New York ve Londra’da bu yıl ilk 25’e girememiş ama Monocle, Minneapolis gibi küçük bir Amerikan şehrinin vizyoner bir belediye başkanının elinde nasıl muhteşem bir dönüşüm yaşadığını uzun uzun anlatmış...

* * *

Geçen hafta önce Londra ardından Helsinki’ye geçtim.

Finlandiya’nın soğuk şehri Helsinki, tam anlamıyla mimari bir Rönesans yaşıyor. Her şey insanların sosyalleşmesi düşünülerek elden geçirilmeye başlanmış.

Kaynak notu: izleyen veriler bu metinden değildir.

//! Single-repository harvest: tree walk, manifest extraction, record assembly.

use thiserror::Error;
use tracing::warn;

use crate::harvest::manifest::{parse_manifest, ManifestInfo};
use crate::harvest::preview::find_preview_image;
use crate::model::{CatalogRecord, RepoRef, NO_PREVIEW};
use crate::traits::{ApiError, RepoClient};

const MANIFEST_FILE_NAME: &str = "about.xml";

/// The repository could not be read at all (deleted, permissions changed,
/// default branch unresolvable). The repository is skipped; the run goes on.
#[derive(Error, Debug)]
#[error("cannot access {repo}: {source}")]
pub struct RepositoryAccessError {
    pub repo: RepoRef,
    #[source]
    pub source: ApiError,
}

impl RepositoryAccessError {
    fn new(repo: &RepoRef, source: ApiError) -> Self {
        Self {
            repo: repo.clone(),
            source,
        }
    }
}

/// Locates every manifest in the tree at `revision` with a single recursive
/// listing call, keeping API cost at O(1) per repository regardless of depth.
pub async fn locate_manifests(
    client: &dyn RepoClient,
    repo: &RepoRef,
    revision: &str,
) -> Result<Vec<String>, RepositoryAccessError> {
    let tree = client
        .recursive_tree(repo, revision)
        .await
        .map_err(|e| RepositoryAccessError::new(repo, e))?;
    Ok(tree
        .into_iter()
        .filter(|entry| entry.is_blob && is_manifest_path(&entry.path))
        .map(|entry| entry.path)
        .collect())
}

/// Harvests one repository into zero or more catalog records.
///
/// A failure to fetch one manifest skips only that manifest; a malformed
/// manifest yields an all-sentinel record. Only failures that make the whole
/// repository unreadable bubble up.
pub async fn harvest_repository(
    client: &dyn RepoClient,
    repo: &RepoRef,
) -> Result<Vec<CatalogRecord>, RepositoryAccessError> {
    let info = client
        .repo_info(repo)
        .await
        .map_err(|e| RepositoryAccessError::new(repo, e))?;
    let manifests = locate_manifests(client, repo, &info.default_branch).await?;

    let mut records = Vec::with_capacity(manifests.len());
    for manifest_path in manifests {
        match harvest_manifest(client, repo, info.id, &info.default_branch, &manifest_path).await {
            Ok(record) => records.push(record),
            Err(error) => warn!(
                repo = %repo,
                manifest = %manifest_path,
                %error,
                "skipping unreadable manifest"
            ),
        }
    }
    Ok(records)
}

async fn harvest_manifest(
    client: &dyn RepoClient,
    repo: &RepoRef,
    repo_id: u64,
    revision: &str,
    manifest_path: &str,
) -> Result<CatalogRecord, ApiError> {
    let about_dir = parent_dir(manifest_path);
    let mod_root = parent_dir(about_dir);

    let raw = client.raw_file(repo, revision, manifest_path).await?;
    let text = String::from_utf8_lossy(&raw);
    let info = match parse_manifest(&text) {
        Ok(info) => info,
        Err(error) => {
            warn!(repo = %repo, manifest = %manifest_path, %error, "defaulting record");
            ManifestInfo::default()
        }
    };

    let preview_image = match client.list_dir(repo, revision, about_dir).await {
        Ok(entries) => find_preview_image(&entries).unwrap_or_else(|| NO_PREVIEW.to_string()),
        Err(error) => {
            warn!(repo = %repo, dir = %about_dir, %error, "preview lookup failed");
            NO_PREVIEW.to_string()
        }
    };

    Ok(CatalogRecord {
        repo_id,
        owner: repo.owner.clone(),
        repo_name: repo.name.clone(),
        mod_root_path: mod_root.to_string(),
        name: info.name,
        description: info.description,
        package_id: info.package_id,
        supported_versions: info.supported_versions,
        dependencies: info.dependencies,
        preview_image,
    })
}

fn is_manifest_path(path: &str) -> bool {
    file_name(path).eq_ignore_ascii_case(MANIFEST_FILE_NAME)
}

fn file_name(path: &str) -> &str {
    path.rsplit('/').next().unwrap_or(path)
}

fn parent_dir(path: &str) -> &str {
    match path.rfind('/') {
        Some(idx) => &path[..idx],
        None => "",
    }
}
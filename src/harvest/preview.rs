//! Preview-image discovery within a mod's `About` folder.

use crate::traits::DirEntry;

const PREVIEW_PREFIX: &str = "preview";
const PREVIEW_EXTENSIONS: [&str; 3] = [".png", ".jpg", ".jpeg"];

/// Picks the preview image from a directory listing, matching
/// `preview*.{png,jpg,jpeg}` case-insensitively.
///
/// The upstream listing order is unspecified, so the lexicographically
/// smallest matching lowercased name wins to keep selection deterministic.
pub fn find_preview_image(entries: &[DirEntry]) -> Option<String> {
    entries
        .iter()
        .filter(|e| e.is_file && is_preview_name(&e.name))
        .min_by_key(|e| e.name.to_lowercase())
        .map(|e| e.path.clone())
}

fn is_preview_name(name: &str) -> bool {
    let lower = name.to_lowercase();
    lower.starts_with(PREVIEW_PREFIX)
        && PREVIEW_EXTENSIONS.iter().any(|ext| lower.ends_with(ext))
}

#[cfg(test)]
mod tests {
    use super::*;

    fn entry(name: &str, is_file: bool) -> DirEntry {
        DirEntry {
            name: name.to_string(),
            path: format!("Mod/About/{name}"),
            is_file,
        }
    }

    #[test]
    fn matches_case_insensitively() {
        let entries = vec![entry("Preview.PNG", true)];
        assert_eq!(
            find_preview_image(&entries).as_deref(),
            Some("Mod/About/Preview.PNG")
        );
    }

    #[test]
    fn picks_lexicographically_smallest() {
        let entries = vec![
            entry("preview_b.png", true),
            entry("Preview_a.jpg", true),
            entry("preview_c.jpeg", true),
        ];
        assert_eq!(
            find_preview_image(&entries).as_deref(),
            Some("Mod/About/Preview_a.jpg")
        );
    }

    #[test]
    fn ignores_directories_and_non_matches() {
        let entries = vec![
            entry("preview.png", false),
            entry("about.xml", true),
            entry("preview.gif", true),
            entry("art_preview.png", true),
        ];
        assert_eq!(find_preview_image(&entries), None);
    }
}
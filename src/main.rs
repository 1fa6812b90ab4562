use std::process::ExitCode;
use std::sync::Arc;
use std::time::Duration;

use clap::Parser;
use tracing::error;
use tracing_subscriber::EnvFilter;

use catalog_harvester::github::GithubClient;
use catalog_harvester::run::run_once;
use catalog_harvester::seeds::parse_seed_line;
use catalog_harvester::{HarvestConfig, RepoRef};

/// Harvests mod manifests from tracked repositories and publishes the
/// aggregated catalog when its content changes.
#[derive(Parser, Debug)]
#[command(version, about)]
struct Cli {
    /// Repository hosting the seed list and the published catalog, as "owner/name".
    #[arg(long, env = "CATALOG_REPO")]
    repo: String,

    /// Branch the catalog is published to.
    #[arg(long, default_value = "catalog")]
    branch: String,

    /// Path of the catalog document within the repository.
    #[arg(long, default_value = "addons_list.xml")]
    output: String,

    /// Path of the newline-delimited seed list within the repository.
    #[arg(long, default_value = "repos")]
    seeds: String,

    /// Maximum number of repositories harvested in parallel.
    #[arg(long, default_value_t = catalog_harvester::config::DEFAULT_CONCURRENCY)]
    concurrency: usize,

    /// Per-request timeout in seconds.
    #[arg(long, default_value_t = 30)]
    timeout_secs: u64,

    /// API token; read from the environment, never logged.
    #[arg(long, env = "GITHUB_TOKEN", hide_env_values = true)]
    token: Option<String>,
}

#[tokio::main]
async fn main() -> ExitCode {
    tracing_subscriber::fmt()
        .with_env_filter(EnvFilter::try_from_default_env().unwrap_or_else(|_| EnvFilter::new("info")))
        .init();

    let cli = Cli::parse();
    match run(cli).await {
        Ok(()) => ExitCode::SUCCESS,
        Err(message) => {
            error!("{message}");
            ExitCode::FAILURE
        }
    }
}

async fn run(cli: Cli) -> Result<(), String> {
    let catalog_repo = parse_catalog_repo(&cli.repo)?;
    let mut config = HarvestConfig::new(catalog_repo);
    config.token = cli.token;
    config.catalog_branch = cli.branch;
    config.catalog_path = cli.output;
    config.seed_path = cli.seeds;
    config.concurrency = cli.concurrency;
    config.request_timeout = Duration::from_secs(cli.timeout_secs);

    let client = GithubClient::new(&config).map_err(|e| e.to_string())?;
    let summary = run_once(Arc::new(client), &config)
        .await
        .map_err(|e| e.to_string())?;

    tracing::info!(
        records = summary.records,
        outcome = ?summary.outcome,
        "run finished"
    );
    Ok(())
}

fn parse_catalog_repo(value: &str) -> Result<RepoRef, String> {
    parse_seed_line(value).ok_or_else(|| format!("invalid --repo value '{value}'"))
}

Bazı caddeler trafiğe kapatılıp tamamen yürüyüş, bisiklet ve yeşil alana dönüştürülmüş. Esnaf işlerimiz düşer diye korkarken yaşam kalitesi artan bölgelerde ticaret hacmi daha da artmış.

Bu yüzden Helsinki 2012 Dünya Dizayn Başkenti olarak seçilmiş.

* * *

İstanbul 2010 Avrupa Kültür Başkenti.

Birçok etkinlik yapılıyor...

Peki, ama İstanbul’un yaşam kalitesini arttırmaya dönük köklü bir proje var mı?

İstanbul Büyükşehir Belediye Başkanı Kadir Topbaş, köprü, tünel, kavşak ve metro yatırımlarıyla trafik sorununu azaltmaya çalışıyor.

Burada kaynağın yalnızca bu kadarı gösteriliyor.